Work task:
Report back every line from the entries below in which the word "返回受影响的行数" occurs.

[Extracted data entries]
.....

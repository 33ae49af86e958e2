/*!
 * 自定义命令Repository
 *
 * 处理公会自定义命令的持久化，复合主键为 (guild_id, name)
 */

use chrono::{DateTime, Utc};
use serde::{Deserialize, Serialize};
use sqlx::Row;
use tracing::debug;

use crate::storage::database::DatabaseManager;
use crate::storage::error::{RepositoryError, RepositoryResult};

/// 自定义命令记录
#[derive(Debug, Clone, Serialize, Deserialize)]
#[serde(rename_all = "camelCase")]
pub struct CustomCommandRecord {
    /// 所属公会ID（复合主键之一）
    pub guild_id: String,
    /// 公会显示名称（冗余字段，仅用于审计和调试）
    pub guild_name: String,
    /// 命令名（小写，复合主键之一）
    pub name: String,
    /// 命令返回值，不做任何模板解析
    pub return_value: String,
    /// true 表示纯文本回复（适合图片链接和提及），false 表示嵌入式回复
    pub is_text_mode: bool,
    /// 创建时间
    pub created_at: DateTime<Utc>,
}

impl CustomCommandRecord {
    pub fn new(
        guild_id: impl Into<String>,
        guild_name: impl Into<String>,
        name: impl Into<String>,
        return_value: impl Into<String>,
        is_text_mode: bool,
    ) -> Self {
        Self {
            guild_id: guild_id.into(),
            guild_name: guild_name.into(),
            name: name.into(),
            return_value: return_value.into(),
            is_text_mode,
            created_at: Utc::now(),
        }
    }

    fn from_row(row: &sqlx::sqlite::SqliteRow) -> RepositoryResult<Self> {
        Ok(Self {
            guild_id: row.try_get("guild_id")?,
            guild_name: row.try_get("guild_name")?,
            name: row.try_get("name")?,
            return_value: row.try_get("return_value")?,
            is_text_mode: row.try_get("is_text_mode")?,
            created_at: row.try_get("created_at")?,
        })
    }
}

/// 自定义命令Repository
pub struct CustomCommands<'a> {
    db: &'a DatabaseManager,
}

impl<'a> CustomCommands<'a> {
    pub fn new(db: &'a DatabaseManager) -> Self {
        Self { db }
    }

    fn pool(&self) -> &sqlx::SqlitePool {
        self.db.pool()
    }

    /// 按复合主键查找命令记录
    pub async fn find(
        &self,
        guild_id: &str,
        name: &str,
    ) -> RepositoryResult<Option<CustomCommandRecord>> {
        let row = sqlx::query(
            "SELECT guild_id, guild_name, name, return_value, is_text_mode, created_at \
             FROM custom_commands WHERE guild_id = ? AND name = ? LIMIT 1",
        )
        .bind(guild_id)
        .bind(name)
        .fetch_optional(self.pool())
        .await?;

        match row {
            Some(row) => Ok(Some(CustomCommandRecord::from_row(&row)?)),
            None => Ok(None),
        }
    }

    /// 插入新记录；复合主键冲突时返回 DuplicateKey
    pub async fn insert(&self, record: &CustomCommandRecord) -> RepositoryResult<()> {
        sqlx::query(
            r#"
            INSERT INTO custom_commands
                (guild_id, guild_name, name, return_value, is_text_mode, created_at, updated_at)
            VALUES (?, ?, ?, ?, ?, ?, ?)
            "#,
        )
        .bind(&record.guild_id)
        .bind(&record.guild_name)
        .bind(&record.name)
        .bind(&record.return_value)
        .bind(record.is_text_mode)
        .bind(record.created_at)
        .bind(record.created_at)
        .execute(self.pool())
        .await
        .map_err(|e| RepositoryError::from_insert(e, &record.guild_id, &record.name))?;

        debug!("已插入自定义命令: {} {}", record.guild_id, record.name);
        Ok(())
    }

    /// 更新返回值；返回受影响的行数（记录不存在时为 0）
    pub async fn update_return_value(
        &self,
        guild_id: &str,
        name: &str,
        new_value: &str,
    ) -> RepositoryResult<u64> {
        let result = sqlx::query(
            "UPDATE custom_commands SET return_value = ?, updated_at = ? \
             WHERE guild_id = ? AND name = ?",
        )
        .bind(new_value)
        .bind(Utc::now())
        .bind(guild_id)
        .bind(name)
        .execute(self.pool())
        .await?;

        Ok(result.rows_affected())
    }

    /// 删除记录；返回受影响的行数（记录不存在时为 0）
    pub async fn delete(&self, guild_id: &str, name: &str) -> RepositoryResult<u64> {
        let result = sqlx::query("DELETE FROM custom_commands WHERE guild_id = ? AND name = ?")
            .bind(guild_id)
            .bind(name)
            .execute(self.pool())
            .await?;

        Ok(result.rows_affected())
    }

    /// 列出公会的全部命令，按创建顺序排列
    pub async fn list_for_guild(
        &self,
        guild_id: &str,
    ) -> RepositoryResult<Vec<CustomCommandRecord>> {
        let rows = sqlx::query(
            "SELECT guild_id, guild_name, name, return_value, is_text_mode, created_at \
             FROM custom_commands WHERE guild_id = ? ORDER BY created_at, rowid",
        )
        .bind(guild_id)
        .fetch_all(self.pool())
        .await?;

        rows.iter().map(CustomCommandRecord::from_row).collect()
    }
}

.....

Exercise solution:
    /// 更新返回值；返回受影响的行数（记录不存在时为 0）
    /// 删除记录；返回受影响的行数（记录不存在时为 0）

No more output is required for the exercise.